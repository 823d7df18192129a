use crate::coords::Rect;
use crate::paint::Color;
use crate::scene::{DrawCmd, DrawList, ZIndex};

use super::Border;

/// Rounded rectangle draw payload with a uniform corner radius.
///
/// Negative radii are treated as zero; radii larger than half the shorter side
/// are clamped by the renderer.
#[derive(Debug, Clone, PartialEq)]
pub struct RoundedRectCmd {
    pub rect: Rect,
    pub radius: f32,
    pub color: Color,
    pub border: Option<Border>,
}

impl RoundedRectCmd {
    #[inline]
    pub fn new(rect: Rect, radius: f32, color: Color, border: Option<Border>) -> Self {
        Self { rect, radius, color, border }
    }
}

impl DrawList {
    /// Records a rounded rectangle draw command.
    #[inline]
    pub fn push_rounded_rect(
        &mut self,
        z: ZIndex,
        rect: Rect,
        radius: f32,
        color: Color,
        border: Option<Border>,
    ) {
        self.push(z, DrawCmd::RoundedRect(RoundedRectCmd::new(rect, radius, color, border)));
    }

    /// Records an unfilled rectangle outline.
    #[inline]
    pub fn push_outline(&mut self, z: ZIndex, rect: Rect, border: Border) {
        self.push_rounded_rect(z, rect, 0.0, Color::transparent(), Some(border));
    }
}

What you are asked to do: Write out the complete listing above, exactly as it reads.

Written response:
repository 823d7df18192129a
use crate::coords::Rect;
use crate::paint::Color;
use crate::scene::{DrawCmd, DrawList, ZIndex};

use super::Border;

/// Rounded rectangle draw payload with a uniform corner radius.
///
/// Negative radii are treated as zero; radii larger than half the shorter side
/// are clamped by the renderer.
#[derive(Debug, Clone, PartialEq)]
pub struct RoundedRectCmd {
    pub rect: Rect,
    pub radius: f32,
    pub color: Color,
    pub border: Option<Border>,
}

impl RoundedRectCmd {
    #[inline]
    pub fn new(rect: Rect, radius: f32, color: Color, border: Option<Border>) -> Self {
        Self { rect, radius, color, border }
    }
}

impl DrawList {
    /// Records a rounded rectangle draw command.
    #[inline]
    pub fn push_rounded_rect(
        &mut self,
        z: ZIndex,
        rect: Rect,
        radius: f32,
        color: Color,
        border: Option<Border>,
    ) {
        self.push(z, DrawCmd::RoundedRect(RoundedRectCmd::new(rect, radius, color, border)));
    }

    /// Records an unfilled rectangle outline.
    #[inline]
    pub fn push_outline(&mut self, z: ZIndex, rect: Rect, border: Border) {
        self.push_rounded_rect(z, rect, 0.0, Color::transparent(), Some(border));
    }
}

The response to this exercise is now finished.